2. Bank Debt. All indebtedness, liabilities and obligations of the Borrowers to the Bank, whether now existing or hereafter arising, including, without limitation, the indebtedness, liabilities and obligations of the Borrowers to the Bank under the Credit Agreement, dated as of the date hereof, among the Bank and the Borrowers (such agreement, as it may from time to time be amended, modified and/or supplemented, is hereinafter referred to as the "Credit Agreement"), the Note and the Security Documents (as such terms are defined in the Credit Agreement and hereinafter referred to as the "Bank Security Documents") and all other instruments and documents executed and delivered in connection therewith, whether for principal, interest, fees, costs or expenses and whether or not currently contemplated (regardless of the extent to which such documents are enforceable against the Borrowers or any of them and regardless of the extent to which such amounts are allowed as claims against the Borrowers or any of them in any bankruptcy or other proceeding relative to any Borrower, and including any interest accruing thereon after the date of filing any petition by or against any Borrower in connection with any bankruptcy or other proceeding and any other interest that would have accrued thereon but for the commencement of such proceeding) are hereinafter referred to collectively as "Bank Debt".
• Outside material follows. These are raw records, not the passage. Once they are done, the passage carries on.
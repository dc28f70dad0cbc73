//! Data type descriptors: enumerations and TypedDict-like records referenced
//! from keyword arguments.
//!
//! A descriptor can be built from three sources, all funneled through
//! [`DataType::normalize`]:
//!
//! - [`TypeRef::Descriptor`]: an already normalized descriptor (copied)
//! - [`TypeRef::Native`]: a type as reported by the introspection layer
//! - [`TypeRef::Serialized`]: the dictionary form produced by `to_dictionary`

use crate::error::{LibdocError, Result};
use serde_json::{json, Map, Value};

/// A type reference attached to an argument.
#[derive(Debug, Clone, PartialEq)]
pub enum TypeRef {
    Descriptor(DataType),
    Native(NativeType),
    Serialized(Value),
}

/// Which descriptor, if any, a type reference can be normalized into.
#[derive(Debug, Clone, Copy, PartialEq, Eq)]
pub enum TypeCategory {
    Enum,
    TypedDict,
    Unsupported,
}

impl TypeRef {
    pub fn category(&self) -> TypeCategory {
        match self {
            TypeRef::Descriptor(DataType::Enum(_)) => TypeCategory::Enum,
            TypeRef::Descriptor(DataType::TypedDict(_)) => TypeCategory::TypedDict,
            TypeRef::Native(NativeType::Enum(_)) => TypeCategory::Enum,
            TypeRef::Native(NativeType::TypedDict(_)) => TypeCategory::TypedDict,
            TypeRef::Native(NativeType::Other(_)) => TypeCategory::Unsupported,
            TypeRef::Serialized(value) => serialized_category(value),
        }
    }
}

fn serialized_category(value: &Value) -> TypeCategory {
    match value.get("super").and_then(Value::as_str) {
        Some(ENUM_SUPER) => TypeCategory::Enum,
        Some(TYPED_DICT_SUPER) => TypeCategory::TypedDict,
        _ => TypeCategory::Unsupported,
    }
}

/// Introspected type, as handed over by whatever discovered the library.
#[derive(Debug, Clone, PartialEq)]
pub enum NativeType {
    Enum(NativeEnum),
    TypedDict(NativeTypedDict),
    /// Builtins, generics and anything else that is not documented.
    Other(String),
}

impl NativeType {
    pub fn name(&self) -> &str {
        match self {
            NativeType::Enum(e) => &e.name,
            NativeType::TypedDict(t) => &t.name,
            NativeType::Other(name) => name,
        }
    }
}

#[derive(Debug, Clone, PartialEq)]
pub struct NativeEnum {
    pub name: String,
    pub doc: Option<String>,
    /// Members in declaration order.
    pub members: Vec<(String, Value)>,
}

#[derive(Debug, Clone, PartialEq)]
pub struct NativeTypedDict {
    pub name: String,
    pub doc: Option<String>,
    /// Field annotations in declaration order.
    pub annotations: Vec<(String, Annotation)>,
    pub required_keys: Vec<String>,
    pub optional_keys: Vec<String>,
}

/// A field annotation: either a plain class or an arbitrary type expression.
#[derive(Debug, Clone, PartialEq, Eq)]
pub enum Annotation {
    Class(String),
    Expr(String),
}

impl Annotation {
    pub fn render(&self) -> &str {
        match self {
            Annotation::Class(name) => name,
            Annotation::Expr(text) => text,
        }
    }
}

const ENUM_SUPER: &str = "Enum";
const TYPED_DICT_SUPER: &str = "TypedDict";

/// A normalized data type descriptor.
#[derive(Debug, Clone, PartialEq)]
pub enum DataType {
    Enum(EnumDoc),
    TypedDict(TypedDictDoc),
}

impl DataType {
    /// Normalize a type reference. Returns `None` for types that are neither
    /// enums nor TypedDicts.
    pub fn normalize(type_ref: &TypeRef) -> Result<Option<DataType>> {
        let descriptor = match (type_ref.category(), type_ref) {
            (TypeCategory::Unsupported, _) => return Ok(None),
            (_, TypeRef::Descriptor(descriptor)) => descriptor.clone(),
            (_, TypeRef::Serialized(value)) => return Self::from_dict(value),
            (TypeCategory::Enum, TypeRef::Native(NativeType::Enum(native))) => {
                DataType::Enum(EnumDoc::from_native(native))
            }
            (TypeCategory::TypedDict, TypeRef::Native(NativeType::TypedDict(native))) => {
                DataType::TypedDict(TypedDictDoc::from_native(native))
            }
            (_, TypeRef::Native(_)) => return Ok(None),
        };
        Ok(Some(descriptor))
    }

    /// Build a descriptor from its dictionary form, dispatching on `super`.
    pub fn from_dict(value: &Value) -> Result<Option<DataType>> {
        let Some(map) = value.as_object() else {
            return Ok(None);
        };
        match serialized_category(value) {
            TypeCategory::Enum => Ok(Some(DataType::Enum(EnumDoc::from_dict(map)?))),
            TypeCategory::TypedDict => Ok(Some(DataType::TypedDict(TypedDictDoc::from_dict(map)?))),
            TypeCategory::Unsupported => Ok(None),
        }
    }

    pub fn name(&self) -> &str {
        match self {
            DataType::Enum(e) => &e.name,
            DataType::TypedDict(t) => &t.name,
        }
    }

    pub fn doc(&self) -> &str {
        match self {
            DataType::Enum(e) => &e.doc,
            DataType::TypedDict(t) => &t.doc,
        }
    }

    pub fn set_doc(&mut self, doc: String) {
        match self {
            DataType::Enum(e) => e.doc = doc,
            DataType::TypedDict(t) => t.doc = doc,
        }
    }

    pub fn super_name(&self) -> &'static str {
        match self {
            DataType::Enum(_) => ENUM_SUPER,
            DataType::TypedDict(_) => TYPED_DICT_SUPER,
        }
    }

    pub fn to_dictionary(&self) -> Value {
        match self {
            DataType::Enum(e) => e.to_dictionary(),
            DataType::TypedDict(t) => t.to_dictionary(),
        }
    }
}

#[derive(Debug, Clone, PartialEq, Eq)]
pub struct EnumMember {
    pub name: String,
    pub value: String,
}

#[derive(Debug, Clone, PartialEq, Eq)]
pub struct EnumDoc {
    pub name: String,
    pub doc: String,
    pub members: Vec<EnumMember>,
}

impl EnumDoc {
    pub fn from_native(native: &NativeEnum) -> Self {
        EnumDoc {
            name: native.name.clone(),
            doc: native.doc.clone().unwrap_or_default(),
            members: native
                .members
                .iter()
                .map(|(name, value)| EnumMember {
                    name: name.clone(),
                    value: value_text(value),
                })
                .collect(),
        }
    }

    pub fn from_dict(map: &Map<String, Value>) -> Result<Self> {
        let kind = ENUM_SUPER;
        let members = require(map, kind, "members")?
            .as_array()
            .ok_or_else(|| malformed(kind, "members"))?
            .iter()
            .map(|member| {
                let member = member.as_object().ok_or_else(|| malformed(kind, "members"))?;
                Ok(EnumMember {
                    name: require_str(member, kind, "name")?,
                    value: value_text(require(member, kind, "value")?),
                })
            })
            .collect::<Result<Vec<_>>>()?;
        Ok(EnumDoc {
            name: require_str(map, kind, "name")?,
            doc: require_doc(map, kind)?,
            members,
        })
    }

    pub fn to_dictionary(&self) -> Value {
        let members: Vec<Value> = self
            .members
            .iter()
            .map(|m| json!({ "name": m.name, "value": m.value }))
            .collect();
        json!({
            "name": self.name,
            "super": ENUM_SUPER,
            "doc": self.doc,
            "members": members,
        })
    }
}

#[derive(Debug, Clone, PartialEq, Eq)]
pub struct TypedDictDoc {
    pub name: String,
    pub doc: String,
    /// Field name → rendered type, in declaration order.
    pub items: Vec<(String, String)>,
    pub required_keys: Vec<String>,
    pub optional_keys: Vec<String>,
}

impl TypedDictDoc {
    pub fn from_native(native: &NativeTypedDict) -> Self {
        TypedDictDoc {
            name: native.name.clone(),
            doc: native.doc.clone().unwrap_or_default(),
            items: native
                .annotations
                .iter()
                .map(|(key, annotation)| (key.clone(), annotation.render().to_string()))
                .collect(),
            required_keys: native.required_keys.clone(),
            optional_keys: native.optional_keys.clone(),
        }
    }

    pub fn from_dict(map: &Map<String, Value>) -> Result<Self> {
        let kind = TYPED_DICT_SUPER;
        let items = require(map, kind, "items")?
            .as_object()
            .ok_or_else(|| malformed(kind, "items"))?
            .iter()
            .map(|(key, value)| (key.clone(), value_text(value)))
            .collect();
        Ok(TypedDictDoc {
            name: require_str(map, kind, "name")?,
            doc: require_doc(map, kind)?,
            items,
            required_keys: require_str_list(map, kind, "required_keys")?,
            optional_keys: require_str_list(map, kind, "optional_keys")?,
        })
    }

    pub fn to_dictionary(&self) -> Value {
        let items: Map<String, Value> = self
            .items
            .iter()
            .map(|(key, value)| (key.clone(), Value::String(value.clone())))
            .collect();
        json!({
            "name": self.name,
            "super": TYPED_DICT_SUPER,
            "doc": self.doc,
            "items": items,
            "required_keys": self.required_keys,
            "optional_keys": self.optional_keys,
        })
    }
}

/// Textual form of a member value or field type.
fn value_text(value: &Value) -> String {
    match value {
        Value::String(s) => s.clone(),
        other => other.to_string(),
    }
}

fn malformed(kind: &'static str, key: &str) -> LibdocError {
    LibdocError::MalformedType {
        kind,
        key: key.to_string(),
    }
}

fn require<'a>(map: &'a Map<String, Value>, kind: &'static str, key: &str) -> Result<&'a Value> {
    map.get(key).ok_or_else(|| malformed(kind, key))
}

fn require_str(map: &Map<String, Value>, kind: &'static str, key: &str) -> Result<String> {
    require(map, kind, key)?
        .as_str()
        .map(str::to_string)
        .ok_or_else(|| malformed(kind, key))
}

// `doc` must be present, but a serialized null stands for "no documentation".
fn require_doc(map: &Map<String, Value>, kind: &'static str) -> Result<String> {
    match require(map, kind, "doc")? {
        Value::Null => Ok(String::new()),
        Value::String(s) => Ok(s.clone()),
        _ => Err(malformed(kind, "doc")),
    }
}

fn require_str_list(map: &Map<String, Value>, kind: &'static str, key: &str) -> Result<Vec<String>> {
    require(map, kind, key)?
        .as_array()
        .ok_or_else(|| malformed(kind, key))?
        .iter()
        .map(|v| v.as_str().map(str::to_string).ok_or_else(|| malformed(kind, key)))
        .collect()
}

#[cfg(test)]
mod tests {
    use super::*;

    fn direction() -> NativeEnum {
        NativeEnum {
            name: "Direction".to_string(),
            doc: Some("Compass direction.".to_string()),
            members: vec![
                ("NORTH".to_string(), json!("n")),
                ("SOUTH".to_string(), json!(2)),
            ],
        }
    }

    fn point() -> NativeTypedDict {
        NativeTypedDict {
            name: "Point".to_string(),
            doc: None,
            annotations: vec![
                ("x".to_string(), Annotation::Class("int".to_string())),
                ("tags".to_string(), Annotation::Expr("List[str]".to_string())),
            ],
            required_keys: vec!["x".to_string()],
            optional_keys: vec!["tags".to_string()],
        }
    }

    #[test]
    fn enum_from_native_renders_values_as_text() {
        let doc = EnumDoc::from_native(&direction());
        assert_eq!(doc.name, "Direction");
        assert_eq!(doc.doc, "Compass direction.");
        assert_eq!(
            doc.members,
            vec![
                EnumMember { name: "NORTH".into(), value: "n".into() },
                EnumMember { name: "SOUTH".into(), value: "2".into() },
            ]
        );
    }

    #[test]
    fn typed_dict_from_native_renders_annotations() {
        let doc = TypedDictDoc::from_native(&point());
        assert_eq!(doc.doc, "");
        assert_eq!(
            doc.items,
            vec![
                ("x".to_string(), "int".to_string()),
                ("tags".to_string(), "List[str]".to_string()),
            ]
        );
        assert_eq!(doc.required_keys, vec!["x"]);
        assert_eq!(doc.optional_keys, vec!["tags"]);
    }

    #[test]
    fn enum_dictionary_round_trip() {
        let original = DataType::Enum(EnumDoc::from_native(&direction()));
        let restored = DataType::normalize(&TypeRef::Serialized(original.to_dictionary()))
            .unwrap()
            .unwrap();
        assert_eq!(restored, original);
    }

    #[test]
    fn typed_dict_dictionary_round_trip_keeps_field_order() {
        let original = DataType::TypedDict(TypedDictDoc::from_native(&point()));
        let dict = original.to_dictionary();
        assert_eq!(dict["super"], "TypedDict");
        let restored = DataType::from_dict(&dict).unwrap().unwrap();
        assert_eq!(restored, original);
    }

    #[test]
    fn descriptor_normalizes_to_itself() {
        let descriptor = DataType::Enum(EnumDoc::from_native(&direction()));
        let normalized = DataType::normalize(&TypeRef::Descriptor(descriptor.clone()))
            .unwrap()
            .unwrap();
        assert_eq!(normalized, descriptor);
    }

    #[test]
    fn unsupported_types_normalize_to_none() {
        let other = TypeRef::Native(NativeType::Other("int".to_string()));
        assert_eq!(other.category(), TypeCategory::Unsupported);
        assert!(DataType::normalize(&other).unwrap().is_none());

        let unknown = TypeRef::Serialized(json!({ "name": "X", "super": "Class" }));
        assert!(DataType::normalize(&unknown).unwrap().is_none());
    }

    #[test]
    fn serialized_category_follows_super() {
        let value = TypeRef::Serialized(json!({ "super": "TypedDict" }));
        assert_eq!(value.category(), TypeCategory::TypedDict);
    }

    #[test]
    fn normalize_agrees_with_category() {
        let refs = [
            TypeRef::Native(NativeType::Enum(direction())),
            TypeRef::Native(NativeType::TypedDict(point())),
            TypeRef::Native(NativeType::Other("str".to_string())),
            TypeRef::Descriptor(DataType::TypedDict(TypedDictDoc::from_native(&point()))),
            TypeRef::Serialized(DataType::Enum(EnumDoc::from_native(&direction())).to_dictionary()),
            TypeRef::Serialized(json!("Direction")),
        ];
        for type_ref in &refs {
            let normalized = DataType::normalize(type_ref).unwrap();
            let category = match normalized {
                Some(DataType::Enum(_)) => TypeCategory::Enum,
                Some(DataType::TypedDict(_)) => TypeCategory::TypedDict,
                None => TypeCategory::Unsupported,
            };
            assert_eq!(category, type_ref.category(), "{type_ref:?}");
        }
    }

    #[test]
    fn missing_key_is_an_error() {
        let broken = json!({ "name": "Direction", "super": "Enum", "doc": "" });
        let err = DataType::from_dict(&broken).unwrap_err();
        assert!(matches!(
            err,
            LibdocError::MalformedType { kind: "Enum", ref key } if key == "members"
        ));
    }

    #[test]
    fn null_doc_reads_as_empty() {
        let value = json!({ "name": "E", "super": "Enum", "doc": null, "members": [] });
        let DataType::Enum(doc) = DataType::from_dict(&value).unwrap().unwrap() else {
            panic!("expected enum");
        };
        assert_eq!(doc.doc, "");
    }
}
3. Consent; No Default. The Creditor hereby consents to and approves of the execution, delivery and performance by the Borrowers of the Credit Agreement and the Bank Security Documents, and all other instruments and documents executed and delivered in connection therewith (the "Bank Loan Documents") and the consummation of the transactions contemplated thereby notwithstanding anything to the contrary contained in any of the agreements, instruments and documents executed in connection with the Subordinated Debt. The Borrowers and the Creditor represent and warrant to the Bank that as of the Effective Date, there does not exist any default under the Subordinated Debt.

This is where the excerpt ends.